报告简介
ChatGPT 这一现象级产品横空出世,拉开了大语言模型技术蓬勃发展的序幕。但实际上,自 2017 年大语言模型诞生,OpenAI、微软、谷歌、Facebook、百度、华为等科技巨头在大语言模型领域的探索持续不断,ChatGPT 只是将大语言模型技术推进至了爆发阶段,当下大模型产品格局更是呈现出了新形势——国外基础模型积累深厚,国内应用侧优先发力。
2022年年末以来,人工智能大模型成为技术领域乃至全球创新领域最炙手可热的话题。以ChatGPT引领的大模型产品发展日新月异,有预测数据显示,到2030年,AIGC的市场规模或将超过万亿人民币。2023年国内主要厂商也相继推出自研的大语言模型产品,另外国内也推出了大量的大语言模型应用,逐步构建起基于中文语言特色的大语言模型生态。
为此InfoQ研究中心基于桌面研究、专家访谈、科学分析三个研究方法,查找了大量文献及资料,采访了10+位领域内的技术专家,同时围绕语言模型准确性、数据基础、模型和算法的能力、安全和隐私四个大维度,拆分出语义理解、语法结构、知识问答、逻辑推理、代码能力、上下文理解、语境感知、多语言能力、多模态能力、数据基础、模型和算法的能力、安全和隐私12个细分维度。
分别对ChatGPTgpt-3.5-turbo、Claude-instant、Sagegpt-3.5-turbo、天工3.5、文心一言V2.0.1、通义千问V1.0.1、讯飞星火认知大模型、Moss-16B、ChatGLM-6B、vicuna-13B进行了超过3000+道题的评测,根据测评结果发布了《大语言模型综合能力测评报告2023》。
以下是报告节选。













翻译:
Introduction to the report
ChatGPT, a phenomenon product, was born and opened the prelude to the vigorous development of large language model technology. But in fact, since the birth of the big language model in 2017, OpenAI, Microsoft, Google, Facebook, Baidu, Huawei and other technology giants continue to explore the field of big language model. ChatGPT only pushed the big language model technology to the explosive stage. At present, the pattern of large model products is showing a new situation – the accumulation of foreign basic models is profound. And the domestic application side gives priority to force.

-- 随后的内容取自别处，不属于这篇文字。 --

use std::ops::{Deref, DerefMut};
use std::sync::Arc;
use std::time::Duration;

use async_trait::async_trait;
use bb8::{Pool, RunError};
use serde::Serialize;
use tracing::{debug, warn};

use common::err::scaling_error::ReError;
use common::err::CResult;

use crate::conn::connection::IConnection;
use crate::conn::datasource_config::{DataSourceConfig, DataSourceKey};
use crate::conn::driver::Driver;

/// 通过 Driver 建立连接的 bb8 连接管理器
pub struct DriverConnectionManager {
    key: DataSourceKey,

    config: DataSourceConfig,

    driver: Arc<dyn Driver>,
}

/// 池内保存的连接，broken 为 true 时归还即关闭
pub struct ManagedConnection {
    inner: Box<dyn IConnection>,

    broken: bool,
}

#[async_trait]
impl bb8::ManageConnection for DriverConnectionManager {
    type Connection = ManagedConnection;
    type Error = ReError;

    async fn connect(&self) -> Result<Self::Connection, Self::Error> {
        debug!("pool {} open new connection", self.key);
        let inner = self.driver.connect(&self.config).await?;

        Ok(ManagedConnection { inner, broken: false })
    }

    async fn is_valid(&self, conn: &mut Self::Connection) -> Result<(), Self::Error> {
        conn.inner.ping().await
    }

    /// 事务未结束或被标记为损坏的连接不再放回池中
    fn has_broken(&self, conn: &mut Self::Connection) -> bool {
        let in_transaction = conn.inner.in_transaction();
        if conn.broken || in_transaction {
            warn!("pool {} close connection, broken: {}, in transaction: {}", self.key, conn.broken, in_transaction);
            return true;
        }
        false
    }
}

/// 单个数据源的连接池
pub struct ConnectionPool {
    key: DataSourceKey,

    pool: Pool<DriverConnectionManager>,

    max_connections: usize,
}

#[derive(Debug, Clone, Serialize, PartialEq, Eq)]
pub struct PoolStatus {
    pub max_connections: usize,
    pub in_use: usize,
    pub idle: usize,
}

/// 从连接池借出的连接，Drop 时归还
pub struct PooledConnection {
    conn: bb8::PooledConnection<'static, DriverConnectionManager>,
}

impl ConnectionPool {
    pub fn new(config: DataSourceConfig, driver: Arc<dyn Driver>, default_size: usize, default_timeout: Duration) -> Self {
        let max_connections = config.pool.max_connections.unwrap_or(default_size).max(1);
        let acquire_timeout = config.pool.acquire_timeout_ms
            .map(Duration::from_millis)
            .unwrap_or(default_timeout);

        let key = config.key();
        let manager = DriverConnectionManager {
            key: key.clone(),
            config,
            driver,
        };
        // 连接失败直接返回给调用方，不在池内重试
        let pool = Pool::builder()
            .max_size(max_connections as u32)
            .connection_timeout(acquire_timeout)
            .retry_connection(false)
            .build_unchecked(manager);

        ConnectionPool {
            key,
            pool,
            max_connections,
        }
    }

    pub fn key(&self) -> &DataSourceKey {
        &self.key
    }

    /// 借出一个连接。连接数已达上限时等待，超时返回 PoolTimeout
    pub async fn acquire(&self) -> CResult<PooledConnection> {
        let conn = self.pool.get_owned().await.map_err(|e| match e {
            RunError::User(e) => e,
            RunError::TimedOut => ReError::PoolTimeout(self.key.to_string()),
        })?;

        Ok(PooledConnection { conn })
    }

    pub fn status(&self) -> PoolStatus {
        let state = self.pool.state();
        let connections = state.connections as usize;
        let idle = state.idle_connections as usize;

        PoolStatus {
            max_connections: self.max_connections,
            in_use: connections.saturating_sub(idle),
            idle,
        }
    }
}

impl PooledConnection {
    /// 标记连接已损坏，Drop 时关闭而不归还
    pub fn discard(&mut self) {
        self.conn.broken = true;
    }
}

impl Deref for PooledConnection {
    type Target = dyn IConnection;

    fn deref(&self) -> &Self::Target {
        self.conn.inner.as_ref()
    }
}

impl DerefMut for PooledConnection {
    fn deref_mut(&mut self) -> &mut Self::Target {
        self.conn.inner.as_mut()
    }
}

Since the end of 2022, AI large models have become the hottest topic in the technology field and even in the global innovation field. Large model products led by ChatGPT are developing rapidly. And it is predicted that by 2030, the market size of AIGC will exceed one trillion yuan. In 2023, major domestic manufacturers have also launched self-developed large language model products. And a large number of large language model applications have been launched in China. Gradually building a large language model ecology based on Chinese language characteristics.
Based on three research methods: desktop research, expert interview and scientific analysis
To this end, InfoQ Research Center based on three research methods: desktop research, expert interview and scientific analysis, searched a large amount of literature and materials, and interviewed 10+ technical experts in the field. At the same time, it focused on four major dimensions: language model accuracy, data basis, model and algorithm capability, security and privacy. It is divided into 12 sub-dimensions: semantic understanding, grammatical structure, knowledge question answering, logical reasoning, code ability, context understanding, context perception, multilingual ability, multimodal ability, data foundation, model and algorithm ability, security and privacy.
ChatGPTgpt-3.5-turbo, Claude instant, Sagegpt-3.5-turbo, Tiangong 3.5, Wenxin Yiyi V2.0.1, Tongyi Qianwen V1.0.1, IFlytek Spark Cognition model, Moss-16B, ChatGLM-6B, vicun, respectively a-13B evaluated more than 3,000 + questions, and based on the results of the evaluation, published the Comprehensive Ability Assessment Report of Large Language Models 2023.
Here are excerpts from the report.
本文由数字化转型网(www.szhzxw.cn)转载而成,来源于首席数字官;编辑:数字化转型网宁檬树。

免责声明: 本网站(https://www.szhzxw.cn/)内容主要来自原创、合作媒体供稿和第三方投稿,凡在本网站出现的信息,均仅供参考。本网站将尽力确保所提供信息的准确性及可靠性,但不保证有关资料的准确性及可靠性,读者在使用前请进一步核实,并对任何自主决定的行为负责。本网站对有关资料所引致的错误、不确或遗漏,概不负任何法律责任。
本网站刊载的所有内容(包括但不仅限文字、图片、LOGO、音频、视频、软件、程序等) 版权归原作者所有。任何单位或个人认为本网站中的内容可能涉嫌侵犯其知识产权或存在不实内容时,请及时通知本站,予以删除。